Di Kota Ternate, getaran mencapai skala V–VI MMI, yang dirasakan oleh seluruh penduduk hingga menyebabkan kepanikan dan sebagian kerusakan ringan pada bangunan. Sementara di Manado, intensitas gempa tercatat IV–V MMI, sedangkan wilayah Gorontalo merasakan getaran dengan intensitas lebih rendah, yakni II–III MMI.

“Hingga pukul 09.50 WIB, hasil monitoring BMKG menunjukkan adanya 48 aktivitas gempa susulan (aftershock) dengan magnitudo terbesar M5,5,” kata Nelly.

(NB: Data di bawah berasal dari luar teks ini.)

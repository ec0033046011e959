//! Hardware abstractions for the frame-grabber boards.
//!
//! Defines the data types crossing the board boundary ([`Frame`],
//! [`WaitOutcome`], [`ControlStatus`]) and the [`FrameSource`] capability
//! trait the integration loop consumes. [`mock`] provides a scripted
//! in-memory implementation for tests and hardware-free runs.

pub mod capabilities;
pub mod mock;

pub use capabilities::FrameSource;
pub use mock::MockFrameSource;

/// A single completed frame handed out by a board's circular buffer.
///
/// Samples are fixed-width unsigned pixel values, interleaved in quadrant
/// order: sample `i` belongs to quadrant stream `i mod 4`. The integration
/// loop owns a frame for exactly one correction pass and then moves it back
/// to the board with [`FrameSource::release_frame`]; holding the frame any
/// longer would stall the circular buffer.
#[derive(Debug, Clone, PartialEq, Eq)]
pub struct Frame {
    /// Hardware sequence number of this frame.
    pub seq: u64,
    /// Raw pixel samples, quadrant-interleaved.
    pub samples: Vec<u16>,
}

impl Frame {
    /// Create a frame from raw samples.
    pub fn new(seq: u64, samples: Vec<u16>) -> Self {
        Self { seq, samples }
    }

    /// Create a frame with every sample set to `value`.
    pub fn filled(seq: u64, len: usize, value: u16) -> Self {
        Self {
            seq,
            samples: vec![value; len],
        }
    }

    /// Number of samples in this frame.
    pub fn len(&self) -> usize {
        self.samples.len()
    }

    /// Whether the frame carries no samples.
    pub fn is_empty(&self) -> bool {
        self.samples.is_empty()
    }
}

/// What the board reported when asked for the next completed frame.
///
/// Adverse conditions are in-band values rather than errors: the board
/// reports them through the same wait call that delivers frames, and the
/// integration loop reacts to each without ever propagating a fault.
#[derive(Debug, Clone, PartialEq, Eq)]
pub enum WaitOutcome {
    /// A frame completed and is ready for correction.
    Ready(Frame),
    /// Acquisition has been stopped.
    Stopped,
    /// Acquisition has been aborted.
    Aborted,
    /// The wait for a completed frame timed out.
    WaitTimeout,
    /// The wait call itself failed.
    WaitFailed,
    /// The board's frame queue was empty.
    QueueEmpty,
}

/// Board control state, polled after each wait and again after a
/// successful correction pass.
///
/// A single enum rather than independent start/stop/abort/pause/cleanup
/// booleans, so contradictory flag combinations cannot be represented.
#[derive(Debug, Clone, Copy, PartialEq, Eq)]
pub enum ControlStatus {
    /// Acquisition armed and delivering frames.
    Running,
    /// Acquisition paused; frames may still drain from the queue.
    Paused,
    /// A stop has been requested.
    Stopping,
    /// An abort has been requested.
    Aborting,
    /// The board is reclaiming buffers. In-flight frames must not be
    /// consumed or handed back while this state holds.
    Cleanup,
}

impl ControlStatus {
    /// Whether the board is reclaiming buffers.
    pub fn is_cleanup(self) -> bool {
        matches!(self, ControlStatus::Cleanup)
    }
}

Plt. Direktur Gempabumi dan Tsunami BMKG Rahmat Triyono memastikan pihaknya akan menurunkan tim untuk melakukan pemetaan makroseismik dan mikroseismik, serta memasang portable seismograph guna memantau aktivitas lanjutan.

Sejumlah kerusakan dilaporkan terjadi, antara lain di gedung KONI Sario Manado serta Gereja Kalvari di Pulau Batang Dua, Ternate.

BMKG mengimbau masyarakat tetap waspada terhadap potensi gempa susulan. Plt. Direktur Seismologi Teknik BMKG A. Fachri Radjab meminta warga memastikan kondisi bangunan sebelum kembali beraktivitas.


Gelombang di pesisir. Foto: Anadolu Agency. 

“Kami mengimbau masyarakat untuk memeriksa struktur bangunan. Jika masih terdapat retakan atau kerusakan, sebaiknya tidak langsung masuk ke dalam,” ujarnya.

BMKG juga mengingatkan masyarakat untuk tetap tenang dan hanya mengakses informasi resmi melalui kanal komunikasi BMKG.